What you have to do: Check each line of the records below and collect those that include the word "mémoire".

- - - - -

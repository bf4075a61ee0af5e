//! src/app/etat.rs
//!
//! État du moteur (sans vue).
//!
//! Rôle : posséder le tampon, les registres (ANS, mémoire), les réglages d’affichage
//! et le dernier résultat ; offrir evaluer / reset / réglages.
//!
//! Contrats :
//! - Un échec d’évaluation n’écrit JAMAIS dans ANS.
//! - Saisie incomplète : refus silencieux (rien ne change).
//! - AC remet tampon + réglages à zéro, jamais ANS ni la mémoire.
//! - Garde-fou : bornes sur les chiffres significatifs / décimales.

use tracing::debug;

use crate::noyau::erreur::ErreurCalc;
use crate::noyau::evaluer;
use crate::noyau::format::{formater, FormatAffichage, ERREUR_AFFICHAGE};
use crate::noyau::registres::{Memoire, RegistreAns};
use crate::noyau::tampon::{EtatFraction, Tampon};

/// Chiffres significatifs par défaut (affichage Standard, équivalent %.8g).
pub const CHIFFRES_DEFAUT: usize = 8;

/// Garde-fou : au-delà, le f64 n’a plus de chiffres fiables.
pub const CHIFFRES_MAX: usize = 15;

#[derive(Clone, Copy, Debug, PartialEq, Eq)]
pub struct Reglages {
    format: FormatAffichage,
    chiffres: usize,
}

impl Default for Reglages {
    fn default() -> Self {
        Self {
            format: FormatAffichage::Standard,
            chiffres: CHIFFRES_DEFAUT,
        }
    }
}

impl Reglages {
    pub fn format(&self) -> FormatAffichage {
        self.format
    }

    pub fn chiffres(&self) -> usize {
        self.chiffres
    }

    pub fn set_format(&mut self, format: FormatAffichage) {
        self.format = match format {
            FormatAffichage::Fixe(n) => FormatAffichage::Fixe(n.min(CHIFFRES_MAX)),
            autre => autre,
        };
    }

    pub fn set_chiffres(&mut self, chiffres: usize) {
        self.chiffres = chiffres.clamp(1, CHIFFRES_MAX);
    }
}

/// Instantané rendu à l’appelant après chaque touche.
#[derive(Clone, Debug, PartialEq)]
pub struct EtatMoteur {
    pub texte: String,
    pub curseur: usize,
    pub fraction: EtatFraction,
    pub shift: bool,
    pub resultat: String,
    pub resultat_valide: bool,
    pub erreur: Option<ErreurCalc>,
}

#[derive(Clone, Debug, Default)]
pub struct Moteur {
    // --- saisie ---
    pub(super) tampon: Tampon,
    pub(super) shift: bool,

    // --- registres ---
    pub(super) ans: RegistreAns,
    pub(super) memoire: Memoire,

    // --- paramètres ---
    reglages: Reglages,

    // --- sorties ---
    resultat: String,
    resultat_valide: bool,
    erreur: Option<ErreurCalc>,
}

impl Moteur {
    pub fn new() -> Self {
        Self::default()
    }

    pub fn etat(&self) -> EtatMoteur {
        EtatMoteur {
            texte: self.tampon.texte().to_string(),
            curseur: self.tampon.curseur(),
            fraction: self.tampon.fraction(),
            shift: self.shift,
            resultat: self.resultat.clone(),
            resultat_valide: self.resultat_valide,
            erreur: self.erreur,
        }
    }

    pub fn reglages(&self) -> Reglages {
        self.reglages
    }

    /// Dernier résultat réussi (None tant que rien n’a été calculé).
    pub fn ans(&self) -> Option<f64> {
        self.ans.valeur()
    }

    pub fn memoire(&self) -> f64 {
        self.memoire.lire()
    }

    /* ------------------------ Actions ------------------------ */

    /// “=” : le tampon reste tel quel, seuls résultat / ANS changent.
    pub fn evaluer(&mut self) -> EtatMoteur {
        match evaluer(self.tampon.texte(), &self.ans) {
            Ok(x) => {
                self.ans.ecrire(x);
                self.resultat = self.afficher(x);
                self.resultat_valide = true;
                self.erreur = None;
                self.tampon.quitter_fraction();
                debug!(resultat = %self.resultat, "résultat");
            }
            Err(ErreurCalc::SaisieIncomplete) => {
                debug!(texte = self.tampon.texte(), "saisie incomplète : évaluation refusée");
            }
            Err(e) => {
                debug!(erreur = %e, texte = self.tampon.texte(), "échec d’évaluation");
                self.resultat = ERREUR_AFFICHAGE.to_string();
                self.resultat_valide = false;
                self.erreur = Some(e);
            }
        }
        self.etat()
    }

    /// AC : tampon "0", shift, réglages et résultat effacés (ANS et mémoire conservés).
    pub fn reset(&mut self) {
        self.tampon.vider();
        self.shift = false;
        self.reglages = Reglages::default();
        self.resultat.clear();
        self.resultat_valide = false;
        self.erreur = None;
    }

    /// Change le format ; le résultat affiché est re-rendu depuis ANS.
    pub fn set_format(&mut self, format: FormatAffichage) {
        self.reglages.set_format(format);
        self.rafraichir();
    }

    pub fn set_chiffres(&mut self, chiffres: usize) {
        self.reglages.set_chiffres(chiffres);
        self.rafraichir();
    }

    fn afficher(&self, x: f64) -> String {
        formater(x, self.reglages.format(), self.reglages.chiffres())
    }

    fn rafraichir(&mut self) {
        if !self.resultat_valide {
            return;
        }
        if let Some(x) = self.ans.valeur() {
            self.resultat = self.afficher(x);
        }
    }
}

- - - - -

Your solution:
//! Rôle : posséder le tampon, les registres (ANS, mémoire), les réglages d’affichage
//! - AC remet tampon + réglages à zéro, jamais ANS ni la mémoire.
    /// AC : tampon "0", shift, réglages et résultat effacés (ANS et mémoire conservés).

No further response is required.